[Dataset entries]

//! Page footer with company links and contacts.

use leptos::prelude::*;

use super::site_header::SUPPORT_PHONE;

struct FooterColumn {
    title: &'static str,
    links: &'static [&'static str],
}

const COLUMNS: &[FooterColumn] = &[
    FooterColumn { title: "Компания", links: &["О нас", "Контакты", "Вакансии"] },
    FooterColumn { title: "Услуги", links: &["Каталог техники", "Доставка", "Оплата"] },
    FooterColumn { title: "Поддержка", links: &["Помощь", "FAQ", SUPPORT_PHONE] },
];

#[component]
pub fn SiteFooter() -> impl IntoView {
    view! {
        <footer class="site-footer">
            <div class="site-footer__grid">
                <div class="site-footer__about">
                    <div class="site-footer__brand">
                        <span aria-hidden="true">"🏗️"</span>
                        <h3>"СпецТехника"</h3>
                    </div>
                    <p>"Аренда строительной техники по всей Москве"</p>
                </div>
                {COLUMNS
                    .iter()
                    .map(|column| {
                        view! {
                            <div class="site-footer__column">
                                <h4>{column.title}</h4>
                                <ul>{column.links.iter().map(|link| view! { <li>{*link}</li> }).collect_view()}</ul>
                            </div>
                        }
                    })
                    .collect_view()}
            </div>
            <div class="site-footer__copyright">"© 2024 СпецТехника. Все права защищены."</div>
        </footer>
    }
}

_What the task requires_. Repeat the data precisely, line by line.

_Written answer_.
//! Page footer with company links and contacts.

use leptos::prelude::*;

use super::site_header::SUPPORT_PHONE;

struct FooterColumn {
    title: &'static str,
    links: &'static [&'static str],
}

const COLUMNS: &[FooterColumn] = &[
    FooterColumn { title: "Компания", links: &["О нас", "Контакты", "Вакансии"] },
    FooterColumn { title: "Услуги", links: &["Каталог техники", "Доставка", "Оплата"] },
    FooterColumn { title: "Поддержка", links: &["Помощь", "FAQ", SUPPORT_PHONE] },
];

#[component]
pub fn SiteFooter() -> impl IntoView {
    view! {
        <footer class="site-footer">
            <div class="site-footer__grid">
                <div class="site-footer__about">
                    <div class="site-footer__brand">
                        <span aria-hidden="true">"🏗️"</span>
                        <h3>"СпецТехника"</h3>
                    </div>
                    <p>"Аренда строительной техники по всей Москве"</p>
                </div>
                {COLUMNS
                    .iter()
                    .map(|column| {
                        view! {
                            <div class="site-footer__column">
                                <h4>{column.title}</h4>
                                <ul>{column.links.iter().map(|link| view! { <li>{*link}</li> }).collect_view()}</ul>
                            </div>
                        }
                    })
                    .collect_view()}
            </div>
            <div class="site-footer__copyright">"© 2024 СпецТехника. Все права защищены."</div>
        </footer>
    }
}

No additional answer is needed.